Conformational epitope mapping and IgG subclass distribution of desmoglein 3 in paraneoplastic pemphigus

Background: Pemphigus vulgaris (PV) shows autoimmune reaction against desmoglein 3 (Dsg3), whereas paraneoplastic pemphigus (PNP) shows autoimmune reaction against Dsg3 as well as numerous members of the plakin family. It has been demonstrated that in PV, dominant epitopes reside in N-terminal adhesive regions of Dsg3 and that the dominant IgG subclass against Dsg3 is IgG4. Objective: We attempted to map conformational epitopes and analyze IgG subclass distribution against Dsg3 in PNP. Method: Epitopes on Dsg3 for circulating IgG autoantibodies from PNP (n = 22) were studied with competition enzyme-linked immunosorbent assay (ELISA) using domain-swapped molecules between Dsg3 and Dsg1 and were compared with those for IgG autoantibodies from PV (n = 22).

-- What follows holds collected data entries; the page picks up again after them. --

//! CLI command definitions, routing, and tracing setup.

use std::path::{Path, PathBuf};

use clap::{Args, Parser, Subcommand};
use color_eyre::eyre::{Result, eyre};
use indicatif::{ProgressBar, ProgressStyle};
use tracing::info;
use urlharvest_core::{Harvester, RunEvent, RunReporter, RunSummary, TracingReporter};
use urlharvest_shared::{
    AppConfig, CrawlTarget, FailurePolicy, IngestConfig, ParseMode, init_config, load_config,
    load_config_from,
};
use urlharvest_storage::{Collection, DocumentStore, MemoryStore, Storage};

// ---------------------------------------------------------------------------
// CLI structure
// ---------------------------------------------------------------------------

/// urlharvest: pull every URL out of a site's sitemap hierarchy.
#[derive(Parser)]
#[command(
    name = "urlharvest",
    version,
    about = "Ingest gzip sitemap hierarchies into a local document store.",
    long_about = None,
)]
pub(crate) struct Cli {
    /// Log format: text (default) or json.
    #[arg(long, default_value = "text", global = true)]
    pub log_format: LogFormat,

    /// Verbosity level (-v, -vv, -vvv).
    #[arg(short, long, action = clap::ArgAction::Count, global = true)]
    pub verbose: u8,

    /// Config file (defaults to ~/.urlharvest/urlharvest.toml).
    #[arg(long, global = true, env = "URLHARVEST_CONFIG")]
    pub config: Option<PathBuf>,

    /// Database file (overrides `[storage].database_path`).
    #[arg(long, global = true, env = "URLHARVEST_DB")]
    pub db: Option<PathBuf>,

    #[command(subcommand)]
    pub command: Command,
}

/// Log output format.
#[derive(Clone, Debug, clap::ValueEnum)]
pub(crate) enum LogFormat {
    Text,
    Json,
}

/// Top-level CLI subcommands.
#[derive(Subcommand)]
pub(crate) enum Command {
    /// Fetch sitemap indexes and store every URL record they reach.
    Ingest(IngestArgs),

    /// List configured crawl targets.
    Targets,

    /// Show stored document counts.
    Stats {
        /// Namespace (target name). Lists all namespaces when omitted.
        namespace: Option<String>,
    },

    /// Configuration management.
    Config {
        /// Config subcommand.
        #[command(subcommand)]
        action: ConfigAction,
    },
}

#[derive(Args, Debug)]
pub(crate) struct IngestArgs {
    /// Configured target names to ingest.
    pub targets: Vec<String>,

    /// Ingest every configured target.
    #[arg(long, conflicts_with = "targets")]
    pub all: bool,

    /// Name of an ad-hoc target (also its storage namespace).
    #[arg(long, requires_all = ["base_url", "sitemap_path"], conflicts_with_all = ["targets", "all"])]
    pub name: Option<String>,

    /// Base URL of the ad-hoc target, e.g. https://digitallibrary.un.org.
    #[arg(long, requires = "name")]
    pub base_url: Option<String>,

    /// Sitemap index path of the ad-hoc target, e.g. /sitemap_index.xml.gz.
    #[arg(long, requires = "name")]
    pub sitemap_path: Option<String>,

    /// Treat malformed sitemap XML as an error instead of an empty document.
    #[arg(long)]
    pub strict: bool,

    /// Record failing child sitemaps and keep going.
    #[arg(long)]
    pub continue_on_error: bool,

    /// Child sitemaps processed at once.
    #[arg(long)]
    pub concurrency: Option<usize>,

    /// Write to an in-memory store instead of the database.
    #[arg(long)]
    pub dry_run: bool,
}

/// Config subcommands.
#[derive(Subcommand)]
pub(crate) enum ConfigAction {
    /// Initialize config file with defaults.
    Init,
    /// Show resolved configuration.
    Show,
}

// ---------------------------------------------------------------------------
// Tracing setup
// ---------------------------------------------------------------------------

/// Initialize tracing based on CLI flags.
pub(crate) fn init_tracing(cli: &Cli) {
    use tracing_subscriber::{EnvFilter, fmt};

    let filter = match cli.verbose {
        0 => "urlharvest=info",
        1 => "urlharvest=debug",
        _ => "urlharvest=trace",
    };

    let env_filter =
        EnvFilter::try_from_default_env().unwrap_or_else(|_| EnvFilter::new(filter));

    match cli.log_format {
        LogFormat::Text => {
            fmt()
                .with_env_filter(env_filter)
                .with_target(false)
                .with_writer(std::io::stderr)
                .init();
        }
        LogFormat::Json => {
            fmt()
                .json()
                .with_env_filter(env_filter)
                .with_writer(std::io::stderr)
                .init();
        }
    }
}

// ---------------------------------------------------------------------------
// Command dispatch
// ---------------------------------------------------------------------------

/// Run the CLI command.
pub(crate) async fn run(cli: Cli) -> Result<()> {
    let config = resolve_config(cli.config.as_deref())?;

    match cli.command {
        Command::Ingest(args) => {
            cmd_ingest(&config, cli.db.as_deref(), &args, &cli.log_format).await
        }
        Command::Targets => cmd_targets(&config),
        Command::Stats { namespace } => {
            cmd_stats(&config, cli.db.as_deref(), namespace.as_deref()).await
        }
        Command::Config { action } => match action {
            ConfigAction::Init => cmd_config_init(),
            ConfigAction::Show => cmd_config_show(&config),
        },
    }
}

fn resolve_config(path: Option<&Path>) -> Result<AppConfig> {
    let config = match path {
        Some(p) => load_config_from(p)?,
        None => load_config()?,
    };
    Ok(config)
}

fn resolve_db_path(config: &AppConfig, db: Option<&Path>) -> Result<PathBuf> {
    match db {
        Some(p) => Ok(p.to_path_buf()),
        None => Ok(config.storage.resolved_database_path()?),
    }
}

/// Targets named on the command line, all configured targets, or one ad-hoc target.
fn resolve_targets(config: &AppConfig, args: &IngestArgs) -> Result<Vec<CrawlTarget>> {
    if let (Some(name), Some(base_url), Some(sitemap_path)) =
        (&args.name, &args.base_url, &args.sitemap_path)
    {
        return Ok(vec![CrawlTarget::new(
            name.as_str(),
            base_url.as_str(),
            sitemap_path.as_str(),
        )]);
    }

    let targets: Vec<CrawlTarget> = if args.all {
        config.targets.clone()
    } else {
        args.targets
            .iter()
            .map(|name| config.target(name).cloned())
            .collect::<urlharvest_shared::Result<_>>()?
    };

    if targets.is_empty() {
        return Err(eyre!(
            "nothing to ingest: name a target, pass --all, or give --name/--base-url/--sitemap-path"
        ));
    }
    Ok(targets)
}

/// Runtime ingest settings: config file first, CLI flags on top.
fn resolve_ingest_config(config: &AppConfig, args: &IngestArgs) -> IngestConfig {
    let mut ingest = IngestConfig::from(config);
    if args.strict {
        ingest.parse_mode = ParseMode::Strict;
    }
    if args.continue_on_error {
        ingest.failure_policy = FailurePolicy::Continue;
    }
    if let Some(n) = args.concurrency {
        ingest.concurrency = n;
    }
    ingest
}

// ---------------------------------------------------------------------------
// Command handlers
// ---------------------------------------------------------------------------

async fn cmd_ingest(
    config: &AppConfig,
    db: Option<&Path>,
    args: &IngestArgs,
    log_format: &LogFormat,
) -> Result<()> {
    let targets = resolve_targets(config, args)?;
    let ingest = resolve_ingest_config(config, args);

    info!(
        targets = targets.len(),
        store = %ingest.store_name,
        concurrency = ingest.concurrency,
        dry_run = args.dry_run,
        "starting ingest"
    );

    // JSON logs are for machines; skip the spinner there. One spinner spans
    // every target and is cleared when `progress` drops.
    let progress = matches!(log_format, LogFormat::Text).then(CliProgress::new);
    let reporter: &dyn RunReporter = match &progress {
        Some(p) => p,
        None => &TracingReporter,
    };
    let show = |summary: &RunSummary, dry_run: bool| {
        let text = format_summary(summary, dry_run);
        match &progress {
            Some(p) => p.line(text),
            None => println!("{text}"),
        }
    };

    let mut incomplete = 0usize;

    if args.dry_run {
        let store = MemoryStore::new();
        let harvester = Harvester::from_config(&ingest, &store, reporter)?;
        for target in &targets {
            let summary = harvester.run(target).await?;
            show(&summary, true);
            incomplete += usize::from(!summary.is_complete());
        }
    } else {
        let db_path = resolve_db_path(config, db)?;
        let storage = Storage::open(&db_path).await?;
        let harvester = Harvester::from_config(&ingest, &storage, reporter)?;

        for target in &targets {
            let collection = Collection::new(ingest.store_name.as_str(), target.name.as_str());
            let run_id = storage.insert_run(&collection).await?;

            match harvester.run(target).await {
                Ok(summary) => {
                    storage
                        .finish_run(&run_id, &summary.stats_json().to_string())
                        .await?;
                    show(&summary, false);
                    incomplete += usize::from(!summary.is_complete());
                }
                Err(e) => {
                    let stats = serde_json::json!({ "status": "failed", "error": e.to_string() });
                    if let Err(history) = storage.finish_run(&run_id, &stats.to_string()).await {
                        tracing::warn!(error = %history, "failed to record run outcome");
                    }
                    return Err(e.into());
                }
            }
        }
    }

    if incomplete > 0 {
        return Err(eyre!("{incomplete} target(s) finished with failed child sitemaps"));
    }
    Ok(())
}

fn format_summary(summary: &RunSummary, dry_run: bool) -> String {
    use std::fmt::Write;

    let mut out = String::from("\n");
    if dry_run {
        out.push_str("  Dry run complete (nothing written to disk)\n");
    } else {
        out.push_str("  Ingest complete\n");
    }
    let _ = writeln!(out, "  Namespace: {}", summary.namespace);
    let _ = writeln!(
        out,
        "  Sitemaps:  {}/{}",
        summary.sitemaps_persisted, summary.sitemaps_total
    );
    let _ = writeln!(out, "  Documents: {}", summary.documents);
    let _ = writeln!(out, "  Time:      {:.1}s", summary.elapsed.as_secs_f64());
    for failure in &summary.failures {
        let _ = writeln!(out, "  Failed:    {} ({})", failure.location, failure.error);
    }
    out
}

fn cmd_targets(config: &AppConfig) -> Result<()> {
    if config.targets.is_empty() {
        println!("No targets configured. Add [[targets]] to the config file.");
        return Ok(());
    }
    for target in &config.targets {
        println!("{:<16} {}", target.name, target.index_url());
    }
    Ok(())
}

async fn cmd_stats(config: &AppConfig, db: Option<&Path>, namespace: Option<&str>) -> Result<()> {
    let db_path = resolve_db_path(config, db)?;
    if !db_path.exists() {
        return Err(eyre!(
            "no database at '{}' (run `urlharvest ingest` first)",
            db_path.display()
        ));
    }

    let storage = Storage::open_readonly(&db_path).await?;
    let store_name = config.storage.store_name.as_str();

    match namespace {
        Some(ns) => {
            let count = storage.count(&Collection::new(store_name, ns)).await?;
            println!("{store_name}/{ns}: {count} documents");
        }
        None => {
            let namespaces = storage.namespaces(store_name).await?;
            if namespaces.is_empty() {
                println!("{store_name}: no documents");
            }
            for (ns, count) in namespaces {
                println!("{store_name}/{ns}: {count} documents");
            }
        }
    }
    Ok(())
}

fn cmd_config_init() -> Result<()> {
    let path = init_config()?;
    println!("Config initialized at: {}", path.display());
    Ok(())
}

fn cmd_config_show(config: &AppConfig) -> Result<()> {
    let toml_str = toml::to_string_pretty(config)?;
    println!("{toml_str}");
    Ok(())
}

// ---------------------------------------------------------------------------
// CLI progress reporter
// ---------------------------------------------------------------------------

/// Line-oriented progress on stdout with an indicatif spinner underneath.
struct CliProgress {
    spinner: ProgressBar,
}

impl CliProgress {
    fn new() -> Self {
        let spinner = ProgressBar::new_spinner();
        let style = ProgressStyle::with_template("{spinner:.cyan} {msg}")
            .unwrap_or_else(|_| ProgressStyle::default_spinner())
            .tick_strings(&["⠋", "⠙", "⠹", "⠸", "⠼", "⠴", "⠦", "⠧", "⠇", "⠏"]);
        spinner.set_style(style);
        spinner.enable_steady_tick(std::time::Duration::from_millis(80));
        Self { spinner }
    }

    fn line(&self, text: String) {
        self.spinner.suspend(|| println!("{text}"));
    }

    fn finish(&self) {
        self.spinner.finish_and_clear();
    }
}

impl RunReporter for CliProgress {
    fn report(&self, event: RunEvent<'_>) {
        match event {
            RunEvent::Requesting { url } => {
                self.line(format!("Requesting {url}"));
                self.spinner.set_message(format!("Fetching {url}"));
            }
            RunEvent::IndexLoaded { sitemaps, .. } => {
                self.spinner
                    .set_message(format!("Index lists {sitemaps} sitemaps"));
            }
            RunEvent::Persisted { count, .. } => {
                self.line(format!("Success saving {count}"));
            }
            RunEvent::ChildFailed { sitemap, error } => {
                self.line(format!("Failed {sitemap}: {error}"));
            }
            RunEvent::Finished { summary } => {
                self.spinner
                    .set_message(format!("Finished {}", summary.namespace));
            }
            RunEvent::Failed { .. } => {}
        }
    }
}

impl Drop for CliProgress {
    fn drop(&mut self) {
        self.finish();
    }
}

// ---------------------------------------------------------------------------
// Tests
// ---------------------------------------------------------------------------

IgG subclass distribution was analyzed with PNP serum by Dsg3 ELISA (n = 17). Results: Epitopes on Dsg3 in PNP were distributed more broadly through the extracellular domain of Dsg3 than were those in PV, although the N-terminal extracellular domains of Dsg3 were more frequently recognized than the C-terminal extracellular domains. IgG subclass in PNP was IgG1 and IgG2 dominant. Conclusion: Autoimmune response against Dsg3 in PNP is more diversified than that in PV, a finding that suggests PNP and PV have different pathophysiologic mechanisms for triggering production of anti-Dsg3 IgG.